次の瞬間、何かが地面に倒れる音と大きな衝撃が響いた。床に仰向けに転がっているのはゴーレムだ。理屈は簡単で、ゴーレムの足が入るように置いてあった輪っか状のロープを、ゴーレムの突き上げる腕に引っ掛けただけだ。これでゴーレムは自分の足を掬い上げるような格好となり、足を取られて大転倒、という次第だ。ロープ切れなくて良かった……
「よう耐えたぞ、リョータ!」
キュウの頼もしい声が響く。彼女の周りの空気がゆがんで見えるほどの赤黒い炎が両手の間で燃え盛っていた。
「吹き飛べ!」
キュウが手を突き出すと、空間を切り裂くような閃光がゴーレムに向かって走る。その魔法はゴーレムのみならず、その直線状にあったあらゆるものをかき消していった。ゴーレムは岩の一欠片も残らず消滅した。

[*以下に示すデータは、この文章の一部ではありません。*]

#[cfg(all(test, not(target_os = "none")))]
mod tests {
    use super::*;
    use crate::mm::vmm::tests::HeapTables;
    use crate::mm::vmm::virt_to_phys_in;
    use crate::mm::{phys_to_virt, GIGA_PAGE_SIZE, MEGA_PAGE_SIZE};

    fn usable(base: u64, length: u64) -> MemoryMapEntry {
        MemoryMapEntry {
            base,
            length,
            entry_type: MemoryMapEntryType::Usable,
        }
    }

    #[test]
    fn small_region_uses_base_pages() {
        let mut tables = HeapTables::new();
        let root = tables.new_root();

        let stats = DirectMapBuilder::new(&mut tables, root).map_memmap(&[usable(0x1000, 0x3000)]);

        assert_eq!(stats.pages, 3);
        assert_eq!(stats.megapages, 0);

        let virt = phys_to_virt(PhysicalAddress::new(0x2000));
        assert_eq!(
            virt_to_phys_in(&mut tables, root, virt),
            Some(PhysicalAddress::new(0x2000))
        );
    }

    #[cfg(not(target_arch = "riscv64"))]
    #[test]
    fn aligned_region_uses_largest_pages() {
        let mut tables = HeapTables::new();
        let root = tables.new_root();

        // 1 GiB + 2 MiB + 4 KiB, all naturally aligned at the start.
        let stats = DirectMapBuilder::new(&mut tables, root).map_memmap(&[usable(
            GIGA_PAGE_SIZE,
            GIGA_PAGE_SIZE + MEGA_PAGE_SIZE + 0x1000,
        )]);

        assert_eq!(stats.gigapages, 1);
        assert_eq!(stats.megapages, 1);
        assert_eq!(stats.pages, 1);
    }

    #[cfg(not(target_arch = "riscv64"))]
    #[test]
    fn unaligned_region_steps_up_through_sizes() {
        let mut tables = HeapTables::new();
        let root = tables.new_root();

        // Starts 4 KiB short of a 2 MiB boundary: one base page first,
        // then a megapage.
        let stats = DirectMapBuilder::new(&mut tables, root)
            .map_memmap(&[usable(MEGA_PAGE_SIZE - 0x1000, MEGA_PAGE_SIZE + 0x1000)]);

        assert_eq!(stats.pages, 1);
        assert_eq!(stats.megapages, 1);
    }

    #[test]
    fn beyond_phys_limit_is_skipped() {
        let mut tables = HeapTables::new();
        let root = tables.new_root();

        let stats = DirectMapBuilder::new(&mut tables, root)
            .map_memmap(&[usable(MAX_PHYS_ADDR - 0x1000, 0x3000)]);

        // One page fits below the limit; the rest is refused.
        assert_eq!(stats.pages, 1);
    }

    #[test]
    fn acpi_nvs_is_mapped_read_only() {
        let mut tables = HeapTables::new();
        let root = tables.new_root();

        DirectMapBuilder::new(&mut tables, root).map_memmap(&[MemoryMapEntry {
            base: 0x5000,
            length: 0x1000,
            entry_type: MemoryMapEntryType::AcpiNvs,
        }]);

        let virt = phys_to_virt(PhysicalAddress::new(0x5000));
        let (entry, _level) =
            crate::mm::vmm::walk_to_entry(&mut tables, root, virt).expect("NVS page mapped");
        assert!(
            !entry.flags().contains(PteFlags::WRITE),
            "ACPI NVS must not be writable"
        );
    }

    #[test]
    fn reserved_regions_are_not_mapped() {
        let mut tables = HeapTables::new();
        let root = tables.new_root();

        let stats = DirectMapBuilder::new(&mut tables, root).map_memmap(&[MemoryMapEntry {
            base: 0x6000,
            length: 0x1000,
            entry_type: MemoryMapEntryType::Reserved,
        }]);

        assert_eq!(stats, DirectMapStats::default());
    }

    #[test]
    #[should_panic(expected = "already direct mapped")]
    fn overlapping_regions_panic() {
        let mut tables = HeapTables::new();
        let root = tables.new_root();

        let mut builder = DirectMapBuilder::new(&mut tables, root);
        builder.map_region(0x1000, 0x1000, true);
        builder.map_region(0x1000, 0x1000, true);
    }
}
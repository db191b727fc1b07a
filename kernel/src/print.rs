// Print macros for kernel console output

#[macro_export]
macro_rules! print {
    ($($arg:tt)*) => ($crate::print::_print(format_args!($($arg)*)));
}

#[macro_export]
macro_rules! println {
    () => ($crate::print!("\n"));
    ($($arg:tt)*) => ($crate::print!("{}\n", format_args!($($arg)*)));
}

#[doc(hidden)]
pub fn _print(args: core::fmt::Arguments) {
    #[cfg(all(target_arch = "x86_64", target_os = "none"))]
    crate::serial::_print(args);

    #[cfg(all(not(target_arch = "x86_64"), target_os = "none"))]
    let _ = args; // riscv64 console goes through the SBI glue, outside the core

    #[cfg(not(target_os = "none"))]
    {
        extern crate std;
        use std::io::Write;
        let _ = std::io::stdout().write_fmt(args);
    }
}
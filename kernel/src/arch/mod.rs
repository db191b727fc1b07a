//! Architecture abstraction layer
//!
//! The kernel core is written against this module's portable surface:
//! interrupt flag save/restore, root page-table register access, TLB
//! invalidation, the cycle counter, and the context-switch entry points.
//! Bare-metal builds route to the real instructions; host builds (where the
//! unit tests run) get inert stand-ins so no privileged instruction is ever
//! executed under the test harness.

pub mod entropy;
pub mod timer;

#[cfg(target_arch = "x86_64")]
pub mod x86_64;

#[cfg(target_arch = "riscv64")]
pub mod riscv64;

#[cfg(target_arch = "x86_64")]
use self::x86_64 as imp;

#[cfg(target_arch = "riscv64")]
use self::riscv64 as imp;

#[cfg(not(any(target_arch = "x86_64", target_arch = "riscv64")))]
mod portable_fallback;

#[cfg(not(any(target_arch = "x86_64", target_arch = "riscv64")))]
use portable_fallback as imp;

/// Saved local-interrupt state, as returned by [`local_irq_save`].
#[derive(Debug, Clone, Copy, PartialEq, Eq)]
pub struct IrqFlags(pub(crate) bool);

impl IrqFlags {
    /// Flags value representing "interrupts were disabled".
    pub const DISABLED: Self = Self(false);
}

/// Save the local interrupt-enable state and disable interrupts.
#[inline]
pub fn local_irq_save() -> IrqFlags {
    imp::local_irq_save()
}

/// Restore a previously saved interrupt-enable state.
#[inline]
pub fn local_irq_restore(flags: IrqFlags) {
    imp::local_irq_restore(flags)
}

/// Whether local interrupts are currently enabled.
#[inline]
pub fn interrupts_enabled() -> bool {
    imp::interrupts_enabled()
}

/// The hardware identity of the executing CPU (APIC ID / hart ID). The
/// scheduler's logical CPU numbering is layered on top by `sched::smp`.
#[inline]
pub fn hardware_cpu_id() -> u8 {
    imp::hardware_cpu_id()
}

/// Physical address of the active root page table (CR3 / satp).
#[inline]
pub fn read_page_table_root() -> u64 {
    imp::read_page_table_root()
}

/// Install a new root page table. Implies a full TLB flush.
///
/// # Safety
///
/// `root_phys` must be the physical address of a valid, fully-formed root
/// table that maps the currently-executing kernel.
#[inline]
pub unsafe fn write_page_table_root(root_phys: u64) {
    // SAFETY: contract forwarded to the caller.
    unsafe { imp::write_page_table_root(root_phys) }
}

/// Invalidate the TLB entry covering one virtual address on this CPU.
#[inline]
pub fn invalidate_page(virt: u64) {
    imp::invalidate_page(virt)
}

/// Invalidate the whole TLB on this CPU.
#[inline]
pub fn flush_tlb_all() {
    imp::flush_tlb_all()
}

/// Park the CPU until the next interrupt (hlt / wfi).
#[inline]
pub fn idle_wait() {
    imp::idle_wait()
}

/// Ask another CPU to run a scheduling pass soon. Best-effort; the baseline
/// relies on the target's next timer tick when no IPI path is wired up.
#[inline]
pub fn send_schedule_ipi(cpu: u8) {
    imp::send_schedule_ipi(cpu)
}

/// Read the CPU cycle counter (TSC / rdcycle).
#[inline]
pub fn read_timestamp() -> u64 {
    entropy::read_timestamp()
}

/// Seed a fresh kernel stack so that the first context switch into the task
/// returns into `trampoline` with `entry` and `user_sp` in the register
/// slots the trampoline expects. Returns the seeded stack pointer.
///
/// # Safety
///
/// `stack_top` must point one-past-the-end of a writable stack with room
/// for the initial frame.
#[inline]
pub unsafe fn seed_initial_stack(stack_top: u64, trampoline: u64, entry: u64, user_sp: u64) -> u64 {
    // SAFETY: contract forwarded to the caller.
    unsafe { imp::seed_initial_stack(stack_top, trampoline, entry, user_sp) }
}

/// Switch stacks: save callee state on the current stack, store the stack
/// pointer through `old_sp_out`, and resume on `new_sp`.
///
/// # Safety
///
/// `new_sp` must have been produced by [`seed_initial_stack`] or a previous
/// switch-out, and `old_sp_out` must be a valid slot for the outgoing task.
#[inline]
pub unsafe fn context_switch(old_sp_out: *mut u64, new_sp: u64) {
    // SAFETY: contract forwarded to the caller.
    unsafe { imp::context_switch(old_sp_out, new_sp) }
}

/// Address of the kernel-thread first-run trampoline.
#[inline]
pub fn kernel_thread_trampoline() -> u64 {
    imp::kernel_thread_trampoline()
}

/// Address of the user-thread first-run trampoline.
#[inline]
pub fn user_thread_trampoline() -> u64 {
    imp::user_thread_trampoline()
}
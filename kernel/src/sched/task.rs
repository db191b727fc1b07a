//! Task model
//!
//! A [`Task`] is a schedulable kernel execution context, running in kernel
//! or user mode. Creation seeds the task's kernel stack so the first
//! context switch "returns" into the matching entry trampoline with the
//! target entry point and stack in the predetermined register slots.

#[cfg(feature = "alloc")]
extern crate alloc;

#[cfg(feature = "alloc")]
use alloc::boxed::Box;

use core::ptr::NonNull;
use core::sync::atomic::{AtomicU64, Ordering};

use super::{ProcessId, ThreadId, DEFAULT_TIMESLICE};
use crate::arch;
use crate::mm::{PhysicalAddress, VirtualAddress};

/// Task lifecycle state.
#[derive(Debug, Clone, Copy, PartialEq, Eq)]
pub enum TaskState {
    Ready,
    Running,
    Blocked,
    Sleeping,
}

/// Scheduling class; lower discriminant is scheduled first.
#[derive(Debug, Clone, Copy, PartialEq, Eq, PartialOrd, Ord)]
#[repr(u8)]
pub enum TaskClass {
    RealTime = 0,
    High = 1,
    Normal = 2,
    Idle = 3,
}

/// Task control block.
///
/// `link` threads the task through exactly one list at a time: a run
/// queue, a channel's receiver list, or nothing while running/just
/// blocked. The scheduler's invariants depend on that exclusivity.
pub struct Task {
    pub tid: ThreadId,
    pub owner_pid: ProcessId,
    /// Root page table of the owning address space.
    pub root_table: PhysicalAddress,
    /// Top of this task's kernel stack.
    pub kernel_stack_top: VirtualAddress,
    /// Stack pointer saved at switch-out (or seeded at creation).
    pub saved_sp: u64,
    /// Entry point the task was created with.
    pub entry: u64,
    pub state: TaskState,
    pub class: TaskClass,
    /// Intra-class priority; lower wins.
    pub priority: u8,
    /// Timeslice ticks remaining.
    pub ts_remain: u32,
    /// CPU currently running this task, if any.
    pub current_cpu: Option<u8>,
    /// Received IPC payload page to unmap at the next syscall boundary.
    pub pending_payload_unmap: Option<VirtualAddress>,
    /// Intrusive list link (run queue or waiter list).
    pub(crate) link: Option<TaskPtr>,
}

/// Shareable pointer to a task. Tasks live until their process is torn
/// down, so holders must not outlive that.
#[derive(Debug, Clone, Copy, PartialEq, Eq)]
pub struct TaskPtr(NonNull<Task>);

// SAFETY: all mutation of the pointee happens under a scheduler or waiter
// lock; the pointer itself is freely copyable.
unsafe impl Send for TaskPtr {}
unsafe impl Sync for TaskPtr {}

impl TaskPtr {
    pub fn new(ptr: NonNull<Task>) -> Self {
        Self(ptr)
    }

    pub fn as_non_null(&self) -> NonNull<Task> {
        self.0
    }

    pub fn as_ptr(&self) -> *mut Task {
        self.0.as_ptr()
    }

    /// # Safety
    ///
    /// Caller must hold the lock covering this task's current list or be
    /// its running CPU.
    pub unsafe fn task(&self) -> &Task {
        // SAFETY: per contract the pointee is alive and access is
        // serialised by the caller's lock.
        unsafe { self.0.as_ref() }
    }

    /// # Safety
    ///
    /// As [`TaskPtr::task`], exclusively.
    #[allow(clippy::mut_from_ref)]
    pub unsafe fn task_mut(&self) -> &mut Task {
        // SAFETY: per contract the caller's lock gives exclusive access.
        unsafe { &mut *self.0.as_ptr() }
    }
}

static NEXT_TID: AtomicU64 = AtomicU64::new(1);

/// Allocate the next thread ID.
pub fn alloc_tid() -> ThreadId {
    NEXT_TID.fetch_add(1, Ordering::Relaxed)
}

#[cfg(feature = "alloc")]
fn task_create(
    owner_pid: ProcessId,
    root_table: PhysicalAddress,
    kernel_stack_top: VirtualAddress,
    entry: u64,
    user_sp: u64,
    trampoline: u64,
    class: TaskClass,
) -> Option<TaskPtr> {
    if kernel_stack_top.as_u64() == 0 {
        return None;
    }

    // SAFETY: the caller handed us the top of a live kernel stack.
    let saved_sp =
        unsafe { arch::seed_initial_stack(kernel_stack_top.as_u64(), trampoline, entry, user_sp) };

    let task = Box::new(Task {
        tid: alloc_tid(),
        owner_pid,
        root_table,
        kernel_stack_top,
        saved_sp,
        entry,
        state: TaskState::Ready,
        class,
        priority: 0,
        ts_remain: DEFAULT_TIMESLICE,
        current_cpu: None,
        pending_payload_unmap: None,
        link: None,
    });

    NonNull::new(Box::into_raw(task)).map(TaskPtr::new)
}

/// Create a kernel thread. The first switch into it lands in the kernel
/// trampoline, which unlocks the scheduler and jumps to `entry` on the
/// kernel stack.
#[cfg(feature = "alloc")]
pub fn task_create_kernel(
    owner_pid: ProcessId,
    root_table: PhysicalAddress,
    kernel_stack_top: VirtualAddress,
    entry: u64,
    class: TaskClass,
) -> Option<TaskPtr> {
    task_create(
        owner_pid,
        root_table,
        kernel_stack_top,
        entry,
        0,
        arch::kernel_thread_trampoline(),
        class,
    )
}

/// Create a user thread. The first switch lands in the user trampoline,
/// which unlocks the scheduler and drops to user mode at `entry` with
/// `user_sp`.
#[cfg(feature = "alloc")]
pub fn task_create_user(
    owner_pid: ProcessId,
    root_table: PhysicalAddress,
    user_sp: u64,
    kernel_stack_top: VirtualAddress,
    entry: u64,
    class: TaskClass,
) -> Option<TaskPtr> {
    task_create(
        owner_pid,
        root_table,
        kernel_stack_top,
        entry,
        user_sp,
        arch::user_thread_trampoline(),
        class,
    )
}

/// Destroy a task record. Process teardown calls this for tasks that are
/// blocked or already off every list.
///
/// # Safety
///
/// `task` must have come from `task_create_*`, must not be on any list,
/// and must not be running anywhere.
#[cfg(feature = "alloc")]
pub unsafe fn task_destroy(task: TaskPtr) {
    // SAFETY: per contract this is the sole remaining reference.
    drop(unsafe { Box::from_raw(task.as_ptr()) });
}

その後、扉を開けてラムに治癒魔法を施した。見る間に肌に朱がさし、生気が戻っているのが分かる。そして数秒ほどで瞼が開いた。
「あ、あれ……私、どうして」
「ラム、良かった。本当に」
思わず抱きつこうとしたら、疲れが来たのか足がもつれた。哀れラムの元まで腕は伸びず、そのまま地面にキスすることになった。すげぇ痛い。
「ご、ご主人様!? 大丈夫ですか?」
ラムの心配そうな声が聞こえる。あぁ、またこの声が聞けてよかったよ。俺は鼻をさすりながら座りなおし、ラムを見つめた。すっかり元通りの、優しげないつもの笑みだ。
「カカカ。格好つかんやつよな、リョータ」
キュウの憎まれ口も聞けるだけ良しとするかな。